Taken together, that means that eventually the process must
stop, and reach a fixed-point.
Advanced : Program generation (20%)
===================================
Create a program called `bin/generate_mips`, that creates
an MIPS binary executable for a program in our language.
The usage should be:
$ make bin/generate_mips
$ bin/generate_mips test/programs/constant_5/in.code.txt my_executable
$ ./my_executable
$ echo
Some observations:
- You'll need to use a MIPS toolchain to do some parts of it (e.g.
assembling and linking)
- The MIPS executable will only run if you have QEMU installed (or
you're on a MIPS machine!)
- A program in UNIX doesn't _have_ to be a binary.
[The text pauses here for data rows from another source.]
async fn publish(server: &TestServer, author: &User, content: &str) -> Post {
    server
        .post("/api/v1/posts")
        .add_header(ACTOR_HEADER, author.id.to_string())
        .json(&json!({ "content": content }))
        .await
        .json::<Post>()
}

async fn unread(server: &TestServer, user: &User) -> i64 {
    server
        .get("/api/v1/notifications/unread-count")
        .add_header(ACTOR_HEADER, user.id.to_string())
        .await
        .json::<UnreadCount>()
        .count
}

mod follow_feed_notify {
    use super::*;

    #[tokio::test]
    async fn follow_then_read_feed_and_notifications() {
        let server = setup();
        let alice = register(&server, "Alice").await;
        let bob = register(&server, "Bob").await;

        let response = server
            .post(&format!("/api/v1/users/{}/follow", bob.id))
            .add_header(ACTOR_HEADER, alice.id.to_string())
            .await;
        response.assert_status_ok();
        let outcome: Interaction<FollowResult> = response.json();
        assert!(outcome.result.created);
        assert!(outcome.notified);

        let p1 = publish(&server, &bob, "P1").await;
        let p2 = publish(&server, &bob, "P2").await;

        let response = server
            .get("/api/v1/posts/feed")
            .add_header(ACTOR_HEADER, alice.id.to_string())
            .await;
        response.assert_status_ok();
        let feed: Page<Post> = response.json();
        let ids: Vec<Uuid> = feed.content.iter().map(|p| p.id).collect();
        assert_eq!(ids, vec![p2.id, p1.id]);

        let response = server
            .get("/api/v1/notifications")
            .add_header(ACTOR_HEADER, bob.id.to_string())
            .await;
        let notes: Page<Notification> = response.json();
        assert_eq!(notes.content.len(), 1);
        assert_eq!(notes.content[0].notification_type, NotificationType::Follow);
        assert!(!notes.content[0].read);
    }

    #[tokio::test]
    async fn feed_honours_page_and_size() {
        let server = setup();
        let alice = register(&server, "Alice").await;
        let bob = register(&server, "Bob").await;
        server
            .post(&format!("/api/v1/users/{}/follow", bob.id))
            .add_header(ACTOR_HEADER, alice.id.to_string())
            .await;
        for i in 0..3 {
            publish(&server, &bob, &format!("post {}", i)).await;
        }

        let feed: Page<Post> = server
            .get("/api/v1/posts/feed?page=1&size=2")
            .add_header(ACTOR_HEADER, alice.id.to_string())
            .await
            .json();

        assert_eq!(feed.page, 1);
        assert_eq!(feed.size, 2);
        assert_eq!(feed.total_elements, 3);
        assert_eq!(feed.content.len(), 1);
        assert_eq!(feed.content[0].content, "post 0");
    }

    #[tokio::test]
    async fn repeat_follow_is_ok_and_silent() {
        let server = setup();
        let alice = register(&server, "Alice").await;
        let bob = register(&server, "Bob").await;
        let path = format!("/api/v1/users/{}/follow", bob.id);

        server.post(&path).add_header(ACTOR_HEADER, alice.id.to_string()).await;
        let response = server
            .post(&path)
            .add_header(ACTOR_HEADER, alice.id.to_string())
            .await;

        response.assert_status_ok();
        let outcome: Interaction<FollowResult> = response.json();
        assert!(!outcome.result.created);
        assert_eq!(unread(&server, &bob).await, 1);
    }

    #[tokio::test]
    async fn unfollow_returns_no_content() {
        let server = setup();
        let alice = register(&server, "Alice").await;
        let bob = register(&server, "Bob").await;
        let path = format!("/api/v1/users/{}/follow", bob.id);

        server.post(&path).add_header(ACTOR_HEADER, alice.id.to_string()).await;
        server
            .delete(&path)
            .add_header(ACTOR_HEADER, alice.id.to_string())
            .await
            .assert_status(StatusCode::NO_CONTENT);

        let following: Vec<User> = server
            .get(&format!("/api/v1/users/{}/following", alice.id))
            .await
            .json();
        assert!(following.is_empty());
    }

    #[tokio::test]
    async fn like_and_comment_notify_the_author() {
        let server = setup();
        let alice = register(&server, "Alice").await;
        let bob = register(&server, "Bob").await;
        let post = publish(&server, &bob, "Rust tips").await;

        let response = server
            .post(&format!("/api/v1/posts/{}/like", post.id))
            .add_header(ACTOR_HEADER, alice.id.to_string())
            .await;
        response.assert_status_ok();
        let liked: Interaction<LikeResult> = response.json();
        assert_eq!(liked.result.post.like_count, 1);

        let response = server
            .post(&format!("/api/v1/posts/{}/comments", post.id))
            .add_header(ACTOR_HEADER, alice.id.to_string())
            .json(&CommentInput {
                content: "Thanks!".to_string(),
            })
            .await;
        response.assert_status(StatusCode::CREATED);

        assert_eq!(unread(&server, &bob).await, 2);
    }

    #[tokio::test]
    async fn mark_all_read_then_clear_read() {
        let server = setup();
        let alice = register(&server, "Alice").await;
        let bob = register(&server, "Bob").await;
        server
            .post(&format!("/api/v1/users/{}/follow", bob.id))
            .add_header(ACTOR_HEADER, alice.id.to_string())
            .await;

        server
            .post("/api/v1/notifications/mark-all-read")
            .add_header(ACTOR_HEADER, bob.id.to_string())
            .await
            .assert_status(StatusCode::NO_CONTENT);
        assert_eq!(unread(&server, &bob).await, 0);

        server
            .delete("/api/v1/notifications/clear-read")
            .add_header(ACTOR_HEADER, bob.id.to_string())
            .await
            .assert_status(StatusCode::NO_CONTENT);

        let notes: Page<Notification> = server
            .get("/api/v1/notifications")
            .add_header(ACTOR_HEADER, bob.id.to_string())
            .await
            .json();
        assert!(notes.content.is_empty());
    }
}
//! The social core: feed composition, interactions and their notifications.
//!
//! Mutations follow one order everywhere: check the caller, persist the
//! change, then fan out the notification. Fan-out is best-effort and never
//! undoes the change it reports on.

mod content;
mod fanout;
mod feed;
mod interactions;

use std::sync::Arc;

use uuid::Uuid;

use crate::db::Database;
use crate::error::Result;
use crate::models::*;

pub use fanout::{NotificationSink, SocialAction, SocialEvent};

/// Entry point for every operation that needs more than a single store call.
#[derive(Clone)]
pub struct Social {
    db: Database,
    sink: Arc<dyn NotificationSink>,
}

impl Social {
    pub fn new(db: Database) -> Self {
        let sink: Arc<dyn NotificationSink> = Arc::new(db.clone());
        Self { db, sink }
    }

    /// Use a different notification sink. Reads and read-state operations
    /// still go to `db`.
    pub fn with_sink(db: Database, sink: Arc<dyn NotificationSink>) -> Self {
        Self { db, sink }
    }

    pub fn db(&self) -> &Database {
        &self.db
    }

    // ============================================================
    // Notification read state (always scoped to the caller)
    // ============================================================

    pub fn notifications(&self, actor: Uuid, request: PageRequest) -> Result<Page<Notification>> {
        self.db.list_notifications(actor, request)
    }

    pub fn unread_count(&self, actor: Uuid) -> Result<i64> {
        self.db.unread_count(actor)
    }

    pub fn mark_all_read(&self, actor: Uuid) -> Result<()> {
        let changed = self.db.mark_all_read(actor)?;
        tracing::debug!(%actor, changed, "Marked notifications read");
        Ok(())
    }

    pub fn clear_read(&self, actor: Uuid) -> Result<()> {
        let deleted = self.db.clear_read(actor)?;
        tracing::debug!(%actor, deleted, "Cleared read notifications");
        Ok(())
    }
}
use chrono::{DateTime, Utc};
use serde::{Deserialize, Serialize};
use uuid::Uuid;

/// A directed "follows" relationship.
///
/// Only this direction is stored. "Who follows me" and "who do I follow" are
/// both answered by querying edges, so there is no second copy to keep in
/// sync. There is at most one edge per ordered pair and never a self-edge.
#[derive(Debug, Clone, Serialize, Deserialize, PartialEq, Eq)]
pub struct FollowEdge {
    pub follower_id: Uuid,
    pub followee_id: Uuid,
    pub created_at: DateTime<Utc>,
}

/// Result of a follow call.
#[derive(Debug, Clone, Serialize, Deserialize, PartialEq, Eq)]
pub struct FollowResult {
    pub edge: FollowEdge,
    /// `false` when the edge already existed and the call was a no-op.
    pub created: bool,
}

/// Result of a like call.
#[derive(Debug, Clone, Serialize, Deserialize, PartialEq, Eq)]
pub struct LikeResult {
    pub post: super::Post,
    /// `false` when the caller had already liked the post.
    pub created: bool,
}

/// Outcome of a social interaction, plus how its notification went.
///
/// Notification delivery is best-effort: the interaction has already been
/// persisted when fan-out runs, so a fan-out failure shows up here as a
/// `warning` rather than failing the request.
#[derive(Debug, Clone, Serialize, Deserialize, PartialEq, Eq)]
pub struct Interaction<T> {
    pub result: T,
    /// Whether a notification was recorded for this call.
    pub notified: bool,
    #[serde(default, skip_serializing_if = "Option::is_none")]
    pub warning: Option<String>,
}
use axum::{
    extract::{Path, Query, State},
    http::{HeaderMap, StatusCode},
    Json,
};
use uuid::Uuid;

use super::{actor, social_error, ApiError};
use crate::models::*;
use crate::social::Social;

// ============================================================
// Posts
// ============================================================

pub async fn list_posts(
    State(social): State<Social>,
    Query(page): Query<PageRequest>,
) -> Result<Json<Page<Post>>, ApiError> {
    social.db().list_posts(page).map(Json).map_err(social_error)
}

/// Posts from the people the caller follows, newest first.
pub async fn get_feed(
    State(social): State<Social>,
    headers: HeaderMap,
    Query(page): Query<PageRequest>,
) -> Result<Json<Page<Post>>, ApiError> {
    let actor = actor(&headers)?;
    social
        .compose_feed(actor, page)
        .map(Json)
        .map_err(social_error)
}

/// One user's posts, newest first.
pub async fn list_user_posts(
    State(social): State<Social>,
    Path(id): Path<Uuid>,
    Query(page): Query<PageRequest>,
) -> Result<Json<Page<Post>>, ApiError> {
    let db = social.db();
    db.require_user(id).map_err(social_error)?;
    db.list_posts_by_author(id, page)
        .map(Json)
        .map_err(social_error)
}

pub async fn create_post(
    State(social): State<Social>,
    headers: HeaderMap,
    Json(input): Json<CreatePostInput>,
) -> Result<(StatusCode, Json<Post>), ApiError> {
    let actor = actor(&headers)?;
    social
        .create_post(actor, input)
        .map(|p| (StatusCode::CREATED, Json(p)))
        .map_err(social_error)
}

pub async fn get_post(
    State(social): State<Social>,
    Path(id): Path<Uuid>,
) -> Result<Json<Post>, ApiError> {
    social.db().require_post(id).map(Json).map_err(social_error)
}

pub async fn update_post(
    State(social): State<Social>,
    headers: HeaderMap,
    Path(id): Path<Uuid>,
    Json(input): Json<UpdatePostInput>,
) -> Result<Json<Post>, ApiError> {
    let actor = actor(&headers)?;
    social
        .update_post(actor, id, input)
        .map(Json)
        .map_err(social_error)
}

pub async fn delete_post(
    State(social): State<Social>,
    headers: HeaderMap,
    Path(id): Path<Uuid>,
) -> Result<StatusCode, ApiError> {
    let actor = actor(&headers)?;
    social
        .delete_post(actor, id)
        .map(|_| StatusCode::NO_CONTENT)
        .map_err(social_error)
}

// ============================================================
// Likes
// ============================================================

pub async fn like_post(
    State(social): State<Social>,
    headers: HeaderMap,
    Path(id): Path<Uuid>,
) -> Result<Json<Interaction<LikeResult>>, ApiError> {
    let actor = actor(&headers)?;
    social.like(actor, id).map(Json).map_err(social_error)
}

pub async fn unlike_post(
    State(social): State<Social>,
    headers: HeaderMap,
    Path(id): Path<Uuid>,
) -> Result<Json<Post>, ApiError> {
    let actor = actor(&headers)?;
    social.unlike(actor, id).map(Json).map_err(social_error)
}

// ============================================================
// Comments
// ============================================================

pub async fn list_comments(
    State(social): State<Social>,
    Path(post_id): Path<Uuid>,
    Query(page): Query<PageRequest>,
) -> Result<Json<Page<Comment>>, ApiError> {
    social
        .db()
        .list_comments(post_id, page)
        .map(Json)
        .map_err(social_error)
}

pub async fn create_comment(
    State(social): State<Social>,
    headers: HeaderMap,
    Path(post_id): Path<Uuid>,
    Json(input): Json<CommentInput>,
) -> Result<(StatusCode, Json<Interaction<Comment>>), ApiError> {
    let actor = actor(&headers)?;
    social
        .comment(actor, post_id, input)
        .map(|c| (StatusCode::CREATED, Json(c)))
        .map_err(social_error)
}

pub async fn update_comment(
    State(social): State<Social>,
    headers: HeaderMap,
    Path(id): Path<Uuid>,
    Json(input): Json<CommentInput>,
) -> Result<Json<Comment>, ApiError> {
    let actor = actor(&headers)?;
    social
        .update_comment(actor, id, input)
        .map(Json)
        .map_err(social_error)
}

pub async fn delete_comment(
    State(social): State<Social>,
    headers: HeaderMap,
    Path(id): Path<Uuid>,
) -> Result<StatusCode, ApiError> {
    let actor = actor(&headers)?;
    social
        .delete_comment(actor, id)
        .map(|_| StatusCode::NO_CONTENT)
        .map_err(social_error)
}
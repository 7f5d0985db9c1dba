//! API key authentication and CORS configuration.

use axum::{
    body::Body,
    extract::State,
    http::{HeaderValue, Method, Request, StatusCode},
    middleware::Next,
    response::Response,
};
use tower_http::cors::{AllowOrigin, Any, CorsLayer};

/// Security configuration loaded from environment variables.
#[derive(Clone, Debug, Default)]
pub struct SecurityConfig {
    /// API key for authentication (from SKILLSHARE_API_KEY)
    pub api_key: Option<String>,
    /// Allowed CORS origins (from SKILLSHARE_CORS_ORIGINS, comma-separated)
    pub cors_origins: Option<Vec<String>>,
}

impl SecurityConfig {
    /// Load security configuration from environment variables.
    pub fn from_env() -> Self {
        let api_key = std::env::var("SKILLSHARE_API_KEY")
            .ok()
            .filter(|k| !k.is_empty());

        let cors_origins = std::env::var("SKILLSHARE_CORS_ORIGINS")
            .ok()
            .map(|s| parse_origins(&s))
            .filter(|origins| !origins.is_empty());

        Self {
            api_key,
            cors_origins,
        }
    }

    /// Create a config with no authentication (for local development/testing).
    pub fn disabled() -> Self {
        Self::default()
    }

    /// Create a config with authentication enabled (for testing).
    pub fn with_api_key(key: impl Into<String>) -> Self {
        Self {
            api_key: Some(key.into()),
            cors_origins: None,
        }
    }

    /// Create a config with specific CORS origins.
    pub fn with_cors_origins(origins: Vec<String>) -> Self {
        Self {
            api_key: None,
            cors_origins: Some(origins),
        }
    }

    /// Build the CORS layer. Permissive unless origins are configured.
    pub fn cors_layer(&self) -> CorsLayer {
        match &self.cors_origins {
            Some(origins) => {
                let origins: Vec<HeaderValue> = origins
                    .iter()
                    .filter_map(|o| match HeaderValue::from_str(o) {
                        Ok(value) => Some(value),
                        Err(_) => {
                            tracing::warn!("Ignoring invalid CORS origin: {}", o);
                            None
                        }
                    })
                    .collect();
                CorsLayer::new()
                    .allow_origin(AllowOrigin::list(origins))
                    .allow_methods([Method::GET, Method::POST, Method::PUT, Method::DELETE])
                    .allow_headers(Any)
            }
            None => CorsLayer::permissive(),
        }
    }
}

fn parse_origins(raw: &str) -> Vec<String> {
    raw.split(',')
        .map(|s| s.trim().to_string())
        .filter(|s| !s.is_empty())
        .collect()
}

/// Authentication middleware that checks for valid API key.
pub async fn auth_middleware(
    State(config): State<SecurityConfig>,
    request: Request<Body>,
    next: Next,
) -> Result<Response, StatusCode> {
    let expected_key = match &config.api_key {
        Some(key) => key,
        None => return Ok(next.run(request).await),
    };

    let auth_header = request
        .headers()
        .get("Authorization")
        .and_then(|h| h.to_str().ok());

    match auth_header.and_then(|h| h.strip_prefix("Bearer ")) {
        Some(token) if token == expected_key.as_str() => Ok(next.run(request).await),
        Some(_) => {
            tracing::warn!("Invalid API key provided");
            Err(StatusCode::UNAUTHORIZED)
        }
        None if auth_header.is_some() => {
            tracing::warn!("Invalid Authorization header format");
            Err(StatusCode::UNAUTHORIZED)
        }
        None => {
            tracing::warn!("Missing Authorization header");
            Err(StatusCode::UNAUTHORIZED)
        }
    }
}

#[cfg(test)]
mod tests {
    use super::*;

    #[test]
    fn security_config_disabled_has_no_auth() {
        let config = SecurityConfig::disabled();
        assert!(config.api_key.is_none());
        assert!(config.cors_origins.is_none());
    }

    #[test]
    fn security_config_with_api_key_has_auth() {
        let config = SecurityConfig::with_api_key("test-key");
        assert_eq!(config.api_key, Some("test-key".to_string()));
    }

    #[test]
    fn origins_are_trimmed_and_blank_entries_dropped() {
        assert_eq!(
            parse_origins(" https://a.example , ,https://b.example"),
            vec!["https://a.example", "https://b.example"]
        );
    }

    #[test]
    fn cors_layer_builds_for_configured_origins() {
        let config = SecurityConfig::with_cors_origins(vec![
            "http://localhost:3000".to_string(),
            "not a header\n".to_string(),
        ]);
        let _layer = config.cors_layer();
    }
}
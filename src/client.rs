//! HTTP client for the Skillshare API, used by the CLI subcommands.
//!
//! Configuration is via environment variables:
//! - `SKILLSHARE_URL` - Base URL (default: `http://localhost:3000/api/v1`)
//! - `SKILLSHARE_API_KEY` - API key for authentication (optional for local)

use reqwest::{Client, StatusCode};
use serde::de::DeserializeOwned;
use thiserror::Error;
use uuid::Uuid;

use crate::api::ACTOR_HEADER;
use crate::models::*;

/// Default URL for local development.
const DEFAULT_URL: &str = "http://localhost:3000/api/v1";

/// HTTP client errors.
#[derive(Debug, Error)]
pub enum ClientError {
    #[error("HTTP request failed: {0}")]
    Http(#[from] reqwest::Error),

    #[error("Not found: {0}")]
    NotFound(String),

    #[error("Bad request: {0}")]
    BadRequest(String),

    #[error("Unauthorized: API key or user id missing or invalid")]
    Unauthorized,

    #[error("Forbidden: {0}")]
    Forbidden(String),

    #[error("Server error: {0}")]
    Server(String),
}

/// HTTP client acting on behalf of one user.
#[derive(Debug, Clone)]
pub struct SkillshareClient {
    base_url: String,
    api_key: Option<String>,
    user_id: Option<Uuid>,
    client: Client,
}

impl SkillshareClient {
    /// Create client from environment variables.
    pub fn from_env() -> Self {
        let base_url =
            std::env::var("SKILLSHARE_URL").unwrap_or_else(|_| DEFAULT_URL.to_string());
        let api_key = std::env::var("SKILLSHARE_API_KEY").ok();
        Self::new(base_url, api_key)
    }

    /// Create with explicit configuration.
    pub fn new(base_url: impl Into<String>, api_key: Option<String>) -> Self {
        Self {
            base_url: base_url.into(),
            api_key,
            user_id: None,
            client: Client::new(),
        }
    }

    /// Act as `user_id` for subsequent calls.
    pub fn acting_as(mut self, user_id: Uuid) -> Self {
        self.user_id = Some(user_id);
        self
    }

    /// Build a request with optional auth and identity headers.
    fn request(&self, method: reqwest::Method, path: &str) -> reqwest::RequestBuilder {
        let url = format!("{}{}", self.base_url, path);
        let mut req = self.client.request(method, &url);
        if let Some(ref key) = self.api_key {
            req = req.bearer_auth(key);
        }
        if let Some(user_id) = self.user_id {
            req = req.header(ACTOR_HEADER, user_id.to_string());
        }
        req
    }

    async fn error_for(response: reqwest::Response) -> ClientError {
        let status = response.status();
        let body = response.text().await.unwrap_or_default();
        match status {
            StatusCode::NOT_FOUND => ClientError::NotFound(body),
            StatusCode::BAD_REQUEST => ClientError::BadRequest(body),
            StatusCode::UNAUTHORIZED => ClientError::Unauthorized,
            StatusCode::FORBIDDEN => ClientError::Forbidden(body),
            _ => ClientError::Server(format!("{}: {}", status, body)),
        }
    }

    /// Handle response, converting HTTP errors to ClientError.
    async fn handle_response<T: DeserializeOwned>(
        &self,
        response: reqwest::Response,
    ) -> Result<T, ClientError> {
        if response.status().is_success() {
            Ok(response.json().await?)
        } else {
            Err(Self::error_for(response).await)
        }
    }

    /// Handle response that may return empty body (204 No Content).
    async fn handle_empty_response(&self, response: reqwest::Response) -> Result<(), ClientError> {
        if response.status().is_success() {
            Ok(())
        } else {
            Err(Self::error_for(response).await)
        }
    }

    pub async fn health(&self) -> Result<serde_json::Value, ClientError> {
        let response = self
            .request(reqwest::Method::GET, "/health")
            .send()
            .await?;
        self.handle_response(response).await
    }

    // ============================================================
    // Social graph
    // ============================================================

    pub async fn follow(&self, user_id: Uuid) -> Result<Interaction<FollowResult>, ClientError> {
        let response = self
            .request(reqwest::Method::POST, &format!("/users/{}/follow", user_id))
            .send()
            .await?;
        self.handle_response(response).await
    }

    pub async fn unfollow(&self, user_id: Uuid) -> Result<(), ClientError> {
        let response = self
            .request(reqwest::Method::DELETE, &format!("/users/{}/follow", user_id))
            .send()
            .await?;
        self.handle_empty_response(response).await
    }

    pub async fn feed(&self, page: PageRequest) -> Result<Page<Post>, ClientError> {
        let response = self
            .request(
                reqwest::Method::GET,
                &format!("/posts/feed?page={}&size={}", page.page, page.size),
            )
            .send()
            .await?;
        self.handle_response(response).await
    }

    // ============================================================
    // Notifications
    // ============================================================

    pub async fn notifications(
        &self,
        page: PageRequest,
    ) -> Result<Page<Notification>, ClientError> {
        let response = self
            .request(
                reqwest::Method::GET,
                &format!("/notifications?page={}&size={}", page.page, page.size),
            )
            .send()
            .await?;
        self.handle_response(response).await
    }

    pub async fn unread_count(&self) -> Result<i64, ClientError> {
        let response = self
            .request(reqwest::Method::GET, "/notifications/unread-count")
            .send()
            .await?;
        let count: UnreadCount = self.handle_response(response).await?;
        Ok(count.count)
    }

    pub async fn mark_all_read(&self) -> Result<(), ClientError> {
        let response = self
            .request(reqwest::Method::POST, "/notifications/mark-all-read")
            .send()
            .await?;
        self.handle_empty_response(response).await
    }

    pub async fn clear_read(&self) -> Result<(), ClientError> {
        let response = self
            .request(reqwest::Method::DELETE, "/notifications/clear-read")
            .send()
            .await?;
        self.handle_empty_response(response).await
    }
}
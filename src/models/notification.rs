use chrono::{DateTime, Utc};
use serde::{Deserialize, Serialize};
use uuid::Uuid;

/// A record telling a user that someone interacted with them.
///
/// Notifications are created only by the fan-out engine, never by the
/// recipient. After creation the only thing that changes is `read`, and it
/// only ever goes from `false` to `true`.
#[derive(Debug, Clone, Serialize, Deserialize, PartialEq, Eq)]
pub struct Notification {
    pub id: Uuid,
    pub recipient_id: Uuid,
    pub message: String,
    #[serde(rename = "type")]
    pub notification_type: NotificationType,
    /// Client route to the thing the notification is about.
    pub link: String,
    pub read: bool,
    pub created_at: DateTime<Utc>,
}

#[derive(Debug, Clone, Copy, Serialize, Deserialize, PartialEq, Eq, Hash)]
#[serde(rename_all = "SCREAMING_SNAKE_CASE")]
pub enum NotificationType {
    Like,
    Comment,
    Follow,
    LearningPlanShared,
}

impl NotificationType {
    pub fn as_str(&self) -> &'static str {
        match self {
            Self::Like => "LIKE",
            Self::Comment => "COMMENT",
            Self::Follow => "FOLLOW",
            Self::LearningPlanShared => "LEARNING_PLAN_SHARED",
        }
    }

    pub fn from_str(s: &str) -> Option<Self> {
        match s {
            "LIKE" => Some(Self::Like),
            "COMMENT" => Some(Self::Comment),
            "FOLLOW" => Some(Self::Follow),
            "LEARNING_PLAN_SHARED" => Some(Self::LearningPlanShared),
            _ => None,
        }
    }
}

/// Input for appending a notification. Built by the fan-out engine.
#[derive(Debug, Clone, Serialize, Deserialize)]
pub struct CreateNotificationInput {
    pub recipient_id: Uuid,
    pub message: String,
    pub notification_type: NotificationType,
    pub link: String,
}

#[derive(Debug, Clone, Copy, Serialize, Deserialize, PartialEq, Eq)]
pub struct UnreadCount {
    pub count: i64,
}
As long as `bin/generate_mips`
has the programmatic interface we want, it could be a script that
calls other tools.
- This is a simplified version of what you'll have to for the final
code generation. The main advantage here is that the set of code
constructs and types is much smaller than in C.
- Generating MIPS assembly is not the only way of getting an executable...
Submission
==========
As before: commit, test, push to github, hash to blackboard.